Work to be completed. Here is a block of records. Copy every line in it that includes "write".

(Stored records)
________________

//! 結果・ログの型定義
//!
//! CLIとデスクトップで共有される型:
//! - SegmentResponse / LogPage: バックエンドのワイヤ形式
//! - SegmentationResult: 画面に出す最新の解析結果（常に1件）
//! - ImagePayload: 送信する画像（ローカル・リモート共通の形）

use crate::error::{Error, Result};
use serde::{Deserialize, Serialize};
use std::fmt;

/// 1件の検出ラベル
#[derive(Debug, Clone, PartialEq, Serialize, Deserialize)]
pub struct Prediction {
    pub label: String,
    /// 0〜100
    pub confidence: f64,
}

/// `POST /segment` のレスポンス
#[derive(Debug, Clone, Default, PartialEq, Serialize, Deserialize)]
#[serde(default)]
pub struct SegmentResponse {
    pub results: Vec<Prediction>,
    /// 保存された元画像のファイル名
    pub image: Option<String>,
    /// `uploads/models/` 配下のオーバーレイ画像
    pub resized_image: Option<String>,
    pub model: Option<String>,
    pub error: Option<String>,
}

impl SegmentResponse {
    /// レスポンス本文をデコード
    ///
    /// JSONでない・形が違う場合は Decode エラー。
    pub fn decode(body: &[u8]) -> Result<Self> {
        serde_json::from_slice(body).map_err(|e| Error::Decode(format!("segment response: {}", e)))
    }
}

/// エラーの発生元（診断用タグ）
#[derive(Debug, Clone, PartialEq, Eq)]
pub enum ErrorOrigin {
    /// 通常アップロード（タグはベースアドレス）
    Upload(String),
    Gallery,
    /// ログからの再実行
    Logs,
}

impl ErrorOrigin {
    pub fn tag(&self) -> &str {
        match self {
            ErrorOrigin::Upload(base) => base,
            ErrorOrigin::Gallery => "Gallery",
            ErrorOrigin::Logs => "Logs",
        }
    }
}

#[derive(Debug, Clone, PartialEq)]
pub struct SegmentationError {
    pub message: String,
    pub origin: Option<ErrorOrigin>,
}

impl fmt::Display for SegmentationError {
    fn fmt(&self, f: &mut fmt::Formatter<'_>) -> fmt::Result {
        match self.origin.as_ref().map(|o| o.tag()).filter(|tag| !tag.is_empty()) {
            Some(tag) => write!(f, "{} [{}]", self.message, tag),
            None => write!(f, "{}", self.message),
        }
    }
}

/// 最新のセグメンテーション結果
#[derive(Debug, Clone, Default, PartialEq)]
pub struct SegmentationResult {
    pub labels: Vec<Prediction>,
    pub processed_image_ref: Option<String>,
    pub source_image_ref: Option<String>,
    pub model_used: Option<String>,
    pub error: Option<SegmentationError>,
}

impl SegmentationResult {
    /// エラーのみの結果
    pub fn failure(message: impl Into<String>, origin: Option<ErrorOrigin>) -> Self {
        Self {
            error: Some(SegmentationError {
                message: message.into(),
                origin,
            }),
            ..Default::default()
        }
    }

    pub fn is_success(&self) -> bool {
        self.error.is_none()
    }

    /// レスポンスから結果を組み立てる
    ///
    /// `error` 付きのレスポンスは他のフィールドを信用しない。
    pub fn from_response(response: SegmentResponse) -> Self {
        if let Some(message) = response.error.filter(|m| !m.is_empty()) {
            return Self::failure(message, None);
        }

        let source_image_ref = response.image.filter(|s| !s.is_empty());
        let processed_image_ref = response
            .resized_image
            .filter(|s| !s.is_empty())
            .or_else(|| source_image_ref.as_ref().map(|s| segmented_name(s)));

        Self {
            labels: response.results,
            processed_image_ref,
            source_image_ref,
            model_used: response.model.filter(|m| !m.is_empty()),
            error: None,
        }
    }
}

/// 表示する画像の種類
#[derive(Debug, Clone, Copy, Default, PartialEq, Eq)]
pub enum ImageVariant {
    Original,
    #[default]
    Segmented,
}

impl ImageVariant {
    pub fn toggled(self) -> Self {
        match self {
            ImageVariant::Original => ImageVariant::Segmented,
            ImageVariant::Segmented => ImageVariant::Original,
        }
    }

    pub fn label(&self) -> &'static str {
        match self {
            ImageVariant::Original => "Original",
            ImageVariant::Segmented => "Segmented",
        }
    }
}

/// 派生オーバーレイ画像のファイル名
pub fn segmented_name(file_name: &str) -> String {
    format!("segmented_{}", file_name)
}

/// ログ1件（バックエンド所有、読み取り専用）
#[derive(Debug, Clone, PartialEq, Serialize, Deserialize)]
pub struct LogEntry {
    pub id: u64,
    #[serde(rename = "image")]
    pub image_ref: String,
    #[serde(rename = "model")]
    pub model_id: String,
    #[serde(rename = "prediction", default)]
    pub best_prediction: Option<String>,
    #[serde(default)]
    pub confidence: Option<f64>,
    #[serde(rename = "num_detections", default)]
    pub detection_count: Option<u32>,
    #[serde(rename = "date", default)]
    pub timestamp: String,
}

impl LogEntry {
    /// 空文字の予測は「なし」扱い
    pub fn prediction(&self) -> Option<&str> {
        self.best_prediction.as_deref().filter(|p| !p.is_empty())
    }

    /// セグメント画像が存在するはずか
    pub fn has_segmented_variant(&self) -> bool {
        self.detection_count.is_some() || self.prediction().is_some()
    }
}

/// `GET /logs` のレスポンス
#[derive(Debug, Clone, Default, PartialEq, Serialize, Deserialize)]
#[serde(default)]
pub struct LogPage {
    pub items: Vec<LogEntry>,
    pub total: u64,
}

impl LogPage {
    pub fn decode(body: &[u8]) -> Result<Self> {
        serde_json::from_slice(body).map_err(|e| Error::Decode(format!("logs response: {}", e)))
    }
}

/// 送信用の画像
#[derive(Debug, Clone, PartialEq, Eq)]
pub struct ImagePayload {
    pub file_name: String,
    pub content_type: String,
    pub bytes: Vec<u8>,
}

impl ImagePayload {
    pub fn new(file_name: impl Into<String>, bytes: Vec<u8>) -> Self {
        let file_name = file_name.into();
        let content_type = content_type_for(&file_name).to_string();
        Self {
            file_name,
            content_type,
            bytes,
        }
    }
}

/// 拡張子からMIMEタイプを推定（不明は image/jpeg）
pub fn content_type_for(file_name: &str) -> &'static str {
    let ext = file_name
        .rsplit_once('.')
        .map(|(_, ext)| ext.to_ascii_lowercase())
        .unwrap_or_default();
    match ext.as_str() {
        "png" => "image/png",
        "webp" => "image/webp",
        "gif" => "image/gif",
        "bmp" => "image/bmp",
        _ => "image/jpeg",
    }
}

________________

Exercise solution.
            Some(tag) => write!(f, "{} [{}]", self.message, tag),
            None => write!(f, "{}", self.message),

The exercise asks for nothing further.